◆ Exercise objective ◆
Which lines in the records below contain the word "alive"? Report each of them.

Dataset records
============

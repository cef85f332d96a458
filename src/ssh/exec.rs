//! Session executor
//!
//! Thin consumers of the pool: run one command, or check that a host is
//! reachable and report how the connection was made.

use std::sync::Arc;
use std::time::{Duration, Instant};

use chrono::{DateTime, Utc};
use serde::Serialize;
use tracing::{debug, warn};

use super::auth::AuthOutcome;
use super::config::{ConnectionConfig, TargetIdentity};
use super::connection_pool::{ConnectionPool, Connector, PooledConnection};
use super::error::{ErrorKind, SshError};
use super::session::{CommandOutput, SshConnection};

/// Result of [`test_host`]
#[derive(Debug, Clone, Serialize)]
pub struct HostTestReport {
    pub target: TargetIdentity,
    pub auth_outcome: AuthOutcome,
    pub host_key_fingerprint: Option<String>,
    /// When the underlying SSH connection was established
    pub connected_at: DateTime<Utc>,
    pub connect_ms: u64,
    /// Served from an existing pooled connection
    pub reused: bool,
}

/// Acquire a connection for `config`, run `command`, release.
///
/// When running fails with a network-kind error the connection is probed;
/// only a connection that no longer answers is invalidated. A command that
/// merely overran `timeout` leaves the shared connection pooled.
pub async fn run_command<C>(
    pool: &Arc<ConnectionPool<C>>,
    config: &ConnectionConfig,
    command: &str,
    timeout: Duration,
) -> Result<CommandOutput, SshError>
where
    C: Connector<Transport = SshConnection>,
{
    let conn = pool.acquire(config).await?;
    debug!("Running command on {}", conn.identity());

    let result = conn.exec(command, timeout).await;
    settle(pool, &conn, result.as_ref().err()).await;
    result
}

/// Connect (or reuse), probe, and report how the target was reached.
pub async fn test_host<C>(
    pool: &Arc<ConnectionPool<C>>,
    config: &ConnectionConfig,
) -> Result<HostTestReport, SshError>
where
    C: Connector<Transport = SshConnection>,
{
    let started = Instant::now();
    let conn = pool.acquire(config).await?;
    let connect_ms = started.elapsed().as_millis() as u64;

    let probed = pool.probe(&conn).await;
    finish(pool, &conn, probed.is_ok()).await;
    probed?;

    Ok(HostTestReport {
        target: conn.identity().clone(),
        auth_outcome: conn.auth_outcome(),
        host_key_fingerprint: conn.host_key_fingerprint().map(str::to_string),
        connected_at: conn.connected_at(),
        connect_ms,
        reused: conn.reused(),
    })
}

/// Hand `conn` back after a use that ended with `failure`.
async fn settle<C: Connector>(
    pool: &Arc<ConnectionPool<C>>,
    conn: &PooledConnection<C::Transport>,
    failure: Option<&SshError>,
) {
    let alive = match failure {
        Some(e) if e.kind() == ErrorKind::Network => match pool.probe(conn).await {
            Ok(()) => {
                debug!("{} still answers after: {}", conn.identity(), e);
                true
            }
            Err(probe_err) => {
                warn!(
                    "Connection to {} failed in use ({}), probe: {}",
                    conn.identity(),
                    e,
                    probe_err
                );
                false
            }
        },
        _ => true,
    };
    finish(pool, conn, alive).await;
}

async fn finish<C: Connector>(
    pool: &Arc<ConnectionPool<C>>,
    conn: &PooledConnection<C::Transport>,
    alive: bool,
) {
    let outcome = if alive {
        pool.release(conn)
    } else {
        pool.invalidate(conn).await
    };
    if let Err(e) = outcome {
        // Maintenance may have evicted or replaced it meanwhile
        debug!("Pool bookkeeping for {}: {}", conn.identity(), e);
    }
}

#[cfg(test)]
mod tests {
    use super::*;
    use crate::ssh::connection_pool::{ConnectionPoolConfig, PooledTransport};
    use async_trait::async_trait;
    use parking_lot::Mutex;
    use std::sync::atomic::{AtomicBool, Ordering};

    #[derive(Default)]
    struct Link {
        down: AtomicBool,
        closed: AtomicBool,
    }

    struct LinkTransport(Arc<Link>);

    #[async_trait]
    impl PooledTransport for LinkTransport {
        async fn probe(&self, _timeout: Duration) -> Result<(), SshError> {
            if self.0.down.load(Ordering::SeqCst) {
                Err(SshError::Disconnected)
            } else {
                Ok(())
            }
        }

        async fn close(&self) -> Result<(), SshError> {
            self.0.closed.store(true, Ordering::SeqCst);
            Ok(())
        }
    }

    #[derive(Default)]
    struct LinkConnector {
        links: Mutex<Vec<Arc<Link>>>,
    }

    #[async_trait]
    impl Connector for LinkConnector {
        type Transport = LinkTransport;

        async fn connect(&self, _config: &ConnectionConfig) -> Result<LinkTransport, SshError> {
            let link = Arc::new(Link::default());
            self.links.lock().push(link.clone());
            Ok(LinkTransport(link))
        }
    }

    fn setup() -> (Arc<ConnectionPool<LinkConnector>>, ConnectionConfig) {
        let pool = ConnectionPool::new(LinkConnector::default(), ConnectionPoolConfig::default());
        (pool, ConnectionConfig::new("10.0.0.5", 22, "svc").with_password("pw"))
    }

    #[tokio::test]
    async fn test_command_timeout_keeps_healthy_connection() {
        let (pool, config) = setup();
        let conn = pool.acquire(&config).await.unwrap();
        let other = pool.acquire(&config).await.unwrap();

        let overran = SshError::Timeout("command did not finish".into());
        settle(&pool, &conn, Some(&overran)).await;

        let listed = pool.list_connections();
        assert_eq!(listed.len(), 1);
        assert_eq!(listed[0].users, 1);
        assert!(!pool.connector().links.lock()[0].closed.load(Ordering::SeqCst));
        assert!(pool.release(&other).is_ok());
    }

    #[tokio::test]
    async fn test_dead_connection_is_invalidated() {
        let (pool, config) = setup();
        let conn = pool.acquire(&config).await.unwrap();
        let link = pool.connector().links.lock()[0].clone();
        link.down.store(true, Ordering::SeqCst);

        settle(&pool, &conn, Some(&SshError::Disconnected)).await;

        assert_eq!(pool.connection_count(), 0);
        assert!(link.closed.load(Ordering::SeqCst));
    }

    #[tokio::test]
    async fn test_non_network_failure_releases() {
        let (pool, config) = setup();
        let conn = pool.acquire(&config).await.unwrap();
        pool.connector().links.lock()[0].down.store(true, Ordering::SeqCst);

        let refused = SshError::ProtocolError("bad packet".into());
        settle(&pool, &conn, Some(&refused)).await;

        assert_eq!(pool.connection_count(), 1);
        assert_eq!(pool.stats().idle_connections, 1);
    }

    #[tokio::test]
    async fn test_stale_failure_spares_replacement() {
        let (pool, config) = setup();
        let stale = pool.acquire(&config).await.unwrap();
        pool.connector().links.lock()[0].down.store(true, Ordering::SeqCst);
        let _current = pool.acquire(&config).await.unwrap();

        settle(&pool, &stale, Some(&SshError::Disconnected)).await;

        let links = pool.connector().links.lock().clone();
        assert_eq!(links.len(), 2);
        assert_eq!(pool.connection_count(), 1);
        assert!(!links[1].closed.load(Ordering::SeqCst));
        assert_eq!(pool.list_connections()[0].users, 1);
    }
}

============

◆ Response to this exercise ◆
    let alive = match failure {
    finish(pool, conn, alive).await;
    alive: bool,
    let outcome = if alive {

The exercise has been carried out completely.